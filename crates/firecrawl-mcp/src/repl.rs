//! Interactive REPL for the Firecrawl MCP server.
//!
//! Launch with `firecrawl-mcp repl` to enter interactive mode.
//! Type `/help` for available commands, Tab for completion.

use std::sync::Arc;

use rustyline::completion::{Completer, Pair};
use rustyline::config::CompletionType;
use rustyline::error::ReadlineError;
use rustyline::highlight::Highlighter;
use rustyline::hint::Hinter;
use rustyline::validate::Validator;
use rustyline::{
    Cmd, ConditionalEventHandler, Config, Editor, Event, EventContext, EventHandler, Helper,
    KeyEvent, RepeatCount,
};
use serde_json::{json, Value};

use firecrawl_core::FirecrawlClient;

use crate::tools::ToolRegistry;

/// Available REPL commands.
const COMMANDS: &[(&str, &str)] = &[
    ("/info", "Show server capabilities and tools"),
    ("/tools", "List available MCP tools"),
    ("/call", "Call a tool: /call <tool> <json args>"),
    ("/scrape", "Scrape a page: /scrape <url>"),
    ("/search", "Search the web: /search <query>"),
    ("/status", "Check a job: /status <crawl|batch|extract> <id>"),
    ("/cancel", "Cancel a crawl: /cancel <id>"),
    ("/clear", "Clear the screen"),
    ("/help", "Show available commands"),
    ("/exit", "Quit the REPL"),
];

const JOB_KINDS: &[&str] = &["crawl", "batch", "extract"];

/// REPL helper for tab completion.
#[derive(Default)]
struct FirecrawlHelper {
    tool_names: Vec<String>,
}

impl Completer for FirecrawlHelper {
    type Candidate = Pair;

    fn complete(
        &self,
        line: &str,
        pos: usize,
        _ctx: &rustyline::Context<'_>,
    ) -> rustyline::Result<(usize, Vec<Pair>)> {
        let input = &line[..pos];

        if !input.contains(' ') {
            let matches: Vec<Pair> = COMMANDS
                .iter()
                .filter(|(cmd, _)| cmd.starts_with(input))
                .map(|(cmd, desc)| Pair {
                    display: format!("{cmd:<16} {desc}"),
                    replacement: format!("{cmd} "),
                })
                .collect();
            return Ok((0, matches));
        }

        let parts: Vec<&str> = input.splitn(2, ' ').collect();
        let cmd = parts[0];
        let args = if parts.len() > 1 { parts[1] } else { "" };

        // Only the first argument is completed.
        if args.contains(' ') {
            return Ok((pos, Vec::new()));
        }

        let candidates: Vec<&str> = match cmd {
            "/call" => self.tool_names.iter().map(String::as_str).collect(),
            "/status" => JOB_KINDS.to_vec(),
            _ => return Ok((pos, Vec::new())),
        };

        let prefix_start = input.len() - args.len();
        let matches: Vec<Pair> = candidates
            .into_iter()
            .filter(|c| c.starts_with(args))
            .map(|c| Pair {
                display: c.to_string(),
                replacement: format!("{c} "),
            })
            .collect();
        Ok((prefix_start, matches))
    }
}

impl Hinter for FirecrawlHelper {
    type Hint = String;

    fn hint(&self, line: &str, pos: usize, _ctx: &rustyline::Context<'_>) -> Option<String> {
        if pos < line.len() || line.is_empty() {
            return None;
        }
        if line.starts_with('/') && !line.contains(' ') {
            for (cmd, _) in COMMANDS {
                if cmd.starts_with(line) && *cmd != line {
                    return Some(cmd[line.len()..].to_string());
                }
            }
        }
        None
    }
}

impl Highlighter for FirecrawlHelper {}
impl Validator for FirecrawlHelper {}
impl Helper for FirecrawlHelper {}

struct TabCompleteOrAcceptHint;

impl ConditionalEventHandler for TabCompleteOrAcceptHint {
    fn handle(
        &self,
        _evt: &Event,
        _n: RepeatCount,
        _positive: bool,
        ctx: &EventContext<'_>,
    ) -> Option<Cmd> {
        if ctx.has_hint() {
            Some(Cmd::CompleteHint)
        } else {
            Some(Cmd::Complete)
        }
    }
}

/// Run the interactive REPL.
///
/// Without a client only the local commands work.
pub async fn run(client: Option<Arc<FirecrawlClient>>) -> anyhow::Result<()> {
    eprintln!();
    eprintln!(
        "  \x1b[32m\u{25c9}\x1b[0m \x1b[1mfirecrawl-mcp v{}\x1b[0m \x1b[90m\u{2014} Web data for AI agents\x1b[0m",
        env!("CARGO_PKG_VERSION")
    );
    eprintln!();
    match &client {
        Some(c) => eprintln!("    API: \x1b[36m{}\x1b[0m", c.api_url()),
        None => eprintln!("    \x1b[33mNo API key configured.\x1b[0m Remote commands are disabled."),
    }
    eprintln!(
        "    Press \x1b[36m/\x1b[0m to browse commands, \x1b[90mTab\x1b[0m to complete, \x1b[90m/exit\x1b[0m to quit."
    );
    eprintln!();

    let config = Config::builder()
        .history_ignore_space(true)
        .auto_add_history(true)
        .completion_type(CompletionType::List)
        .completion_prompt_limit(20)
        .build();

    let mut rl: Editor<FirecrawlHelper, rustyline::history::DefaultHistory> =
        Editor::with_config(config)?;
    rl.set_helper(Some(FirecrawlHelper {
        tool_names: ToolRegistry::list_tools().into_iter().map(|t| t.name).collect(),
    }));
    rl.bind_sequence(
        KeyEvent::from('\t'),
        EventHandler::Conditional(Box::new(TabCompleteOrAcceptHint)),
    );

    let home = std::env::var("HOME")
        .or_else(|_| std::env::var("USERPROFILE"))
        .unwrap_or_else(|_| ".".to_string());
    let hist_path = std::path::PathBuf::from(&home).join(".firecrawl_mcp_history");
    if hist_path.exists() {
        let _ = rl.load_history(&hist_path);
    }

    let prompt = " \x1b[36mfirecrawl>\x1b[0m ";

    loop {
        let read = tokio::task::block_in_place(|| rl.readline(prompt));
        match read {
            Ok(line) => {
                let line = line.trim();
                if line.is_empty() {
                    continue;
                }

                let input = line.strip_prefix('/').unwrap_or(line);
                if input.is_empty() {
                    cmd_help();
                    continue;
                }

                let mut parts = input.splitn(2, ' ');
                let cmd = parts.next().unwrap_or("");
                let args = parts.next().unwrap_or("").trim();

                match cmd {
                    "exit" | "quit" => {
                        eprintln!("  \x1b[90m\u{2728}\x1b[0m Goodbye!");
                        break;
                    }
                    "help" | "h" | "?" => cmd_help(),
                    "clear" | "cls" => eprint!("\x1b[2J\x1b[H"),
                    "info" => cmd_info(client.as_deref()),
                    "tools" => cmd_tools(),
                    "call" | "scrape" | "search" | "status" | "cancel" => {
                        match remote_call(cmd, args) {
                            Ok((tool, tool_args)) => {
                                call_tool(client.as_ref(), &tool, tool_args).await
                            }
                            Err(usage) => eprintln!("  {usage}"),
                        }
                    }
                    _ => {
                        eprintln!("  Unknown command '/{cmd}'. Type /help for commands.");
                    }
                }
            }
            Err(ReadlineError::Interrupted) => {
                eprintln!("  \x1b[90m(Ctrl+C)\x1b[0m Type \x1b[1m/exit\x1b[0m to quit.");
            }
            Err(ReadlineError::Eof) => {
                eprintln!("  \x1b[90m\u{2728}\x1b[0m Goodbye!");
                break;
            }
            Err(err) => {
                eprintln!("  Error: {err}");
                break;
            }
        }
    }

    let _ = std::fs::create_dir_all(hist_path.parent().unwrap_or(std::path::Path::new(".")));
    let _ = rl.save_history(&hist_path);

    Ok(())
}

/// Map a remote REPL command to a tool name and its arguments.
fn remote_call(cmd: &str, args: &str) -> Result<(String, Value), String> {
    match cmd {
        "call" => {
            let mut parts = args.splitn(2, ' ');
            let tool = parts.next().filter(|t| !t.is_empty()).ok_or("Usage: /call <tool> <json args>")?;
            let raw = parts.next().unwrap_or("{}").trim();
            let value: Value =
                serde_json::from_str(raw).map_err(|e| format!("Invalid JSON arguments: {e}"))?;
            Ok((tool.to_string(), value))
        }
        "scrape" if !args.is_empty() => Ok(("scrape_url".to_string(), json!({ "url": args }))),
        "scrape" => Err("Usage: /scrape <url>".to_string()),
        "search" if !args.is_empty() => Ok(("search".to_string(), json!({ "query": args }))),
        "search" => Err("Usage: /search <query>".to_string()),
        "status" => {
            let mut parts = args.split_whitespace();
            let (kind, id) = match (parts.next(), parts.next()) {
                (Some(kind), Some(id)) => (kind, id),
                _ => return Err("Usage: /status <crawl|batch|extract> <id>".to_string()),
            };
            let tool = match kind {
                "crawl" => "check_crawl_status",
                "batch" => "check_batch_scrape_status",
                "extract" => "check_extract_status",
                other => return Err(format!("Unknown job kind '{other}'. Use crawl, batch or extract.")),
            };
            Ok((tool.to_string(), json!({ "job_id": id })))
        }
        "cancel" if !args.is_empty() => Ok(("cancel_crawl".to_string(), json!({ "job_id": args }))),
        "cancel" => Err("Usage: /cancel <id>".to_string()),
        _ => Err(format!("Unknown command '/{cmd}'")),
    }
}

async fn call_tool(client: Option<&Arc<FirecrawlClient>>, tool: &str, args: Value) {
    let Some(client) = client else {
        eprintln!("  No API key configured. Restart with --api-key or set FIRECRAWL_API_KEY.");
        return;
    };

    match ToolRegistry::call(tool, Some(args), client).await {
        Ok(result) if result.is_error() => {
            eprintln!("  \x1b[31m{}\x1b[0m", result.text_content());
        }
        Ok(result) => println!("{}", result.text_content()),
        Err(e) => eprintln!("  Error: {e}"),
    }
}

fn cmd_help() {
    eprintln!();
    eprintln!("  Commands:");
    eprintln!();
    for (cmd, desc) in COMMANDS {
        eprintln!("    {cmd:<18} {desc}");
    }
    eprintln!();
    eprintln!("  Tip: Tab completes commands, tool names after /call, and job kinds after /status.");
    eprintln!();
}

fn cmd_info(client: Option<&FirecrawlClient>) {
    let capabilities = crate::types::InitializeResult::default_result();
    let tools = ToolRegistry::list_tools();
    eprintln!();
    eprintln!(
        "  Server:   {} v{}",
        capabilities.server_info.name, capabilities.server_info.version
    );
    eprintln!("  Protocol: {}", capabilities.protocol_version);
    eprintln!("  Tools:    {}", tools.len());
    if let Some(client) = client {
        eprintln!("  API:      {}", client.api_url());
        eprintln!("  Timeout:  {}s", client.timeout().as_secs());
    }
    eprintln!();
}

fn cmd_tools() {
    let tools = ToolRegistry::list_tools();
    eprintln!();
    eprintln!("  {} MCP tools available:", tools.len());
    eprintln!();
    for tool in &tools {
        eprintln!(
            "    {:<28} {}",
            tool.name,
            tool.description.as_deref().unwrap_or("")
        );
    }
    eprintln!();
}

#[cfg(test)]
mod tests {
    use super::*;

    #[test]
    fn test_status_maps_kind_to_tool() {
        let (tool, args) = remote_call("status", "batch job_123").unwrap();
        assert_eq!(tool, "check_batch_scrape_status");
        assert_eq!(args["job_id"], "job_123");
    }

    #[test]
    fn test_call_parses_json() {
        let (tool, args) = remote_call("call", "search {\"query\": \"rust\", \"limit\": 2}").unwrap();
        assert_eq!(tool, "search");
        assert_eq!(args["limit"], 2);

        let (_, args) = remote_call("call", "scrape_url").unwrap();
        assert!(args.as_object().unwrap().is_empty());

        assert!(remote_call("call", "search {oops").is_err());
    }

    #[test]
    fn test_usage_errors() {
        assert!(remote_call("scrape", "").is_err());
        assert!(remote_call("status", "crawl").is_err());
        assert!(remote_call("status", "map abc").is_err());
    }
}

### EXERCISE
Output exactly the lines of the material above from the one containing "let mut parts = input.splitn(2, '" up to and including the one containing "let value: Value".

### SOLUTION TO THIS PROBLEM
                let mut parts = input.splitn(2, ' ');
                let cmd = parts.next().unwrap_or("");
                let args = parts.next().unwrap_or("").trim();

                match cmd {
                    "exit" | "quit" => {
                        eprintln!("  \x1b[90m\u{2728}\x1b[0m Goodbye!");
                        break;
                    }
                    "help" | "h" | "?" => cmd_help(),
                    "clear" | "cls" => eprint!("\x1b[2J\x1b[H"),
                    "info" => cmd_info(client.as_deref()),
                    "tools" => cmd_tools(),
                    "call" | "scrape" | "search" | "status" | "cancel" => {
                        match remote_call(cmd, args) {
                            Ok((tool, tool_args)) => {
                                call_tool(client.as_ref(), &tool, tool_args).await
                            }
                            Err(usage) => eprintln!("  {usage}"),
                        }
                    }
                    _ => {
                        eprintln!("  Unknown command '/{cmd}'. Type /help for commands.");
                    }
                }
            }
            Err(ReadlineError::Interrupted) => {
                eprintln!("  \x1b[90m(Ctrl+C)\x1b[0m Type \x1b[1m/exit\x1b[0m to quit.");
            }
            Err(ReadlineError::Eof) => {
                eprintln!("  \x1b[90m\u{2728}\x1b[0m Goodbye!");
                break;
            }
            Err(err) => {
                eprintln!("  Error: {err}");
                break;
            }
        }
    }

    let _ = std::fs::create_dir_all(hist_path.parent().unwrap_or(std::path::Path::new(".")));
    let _ = rl.save_history(&hist_path);

    Ok(())
}

/// Map a remote REPL command to a tool name and its arguments.
fn remote_call(cmd: &str, args: &str) -> Result<(String, Value), String> {
    match cmd {
        "call" => {
            let mut parts = args.splitn(2, ' ');
            let tool = parts.next().filter(|t| !t.is_empty()).ok_or("Usage: /call <tool> <json args>")?;
            let raw = parts.next().unwrap_or("{}").trim();
            let value: Value =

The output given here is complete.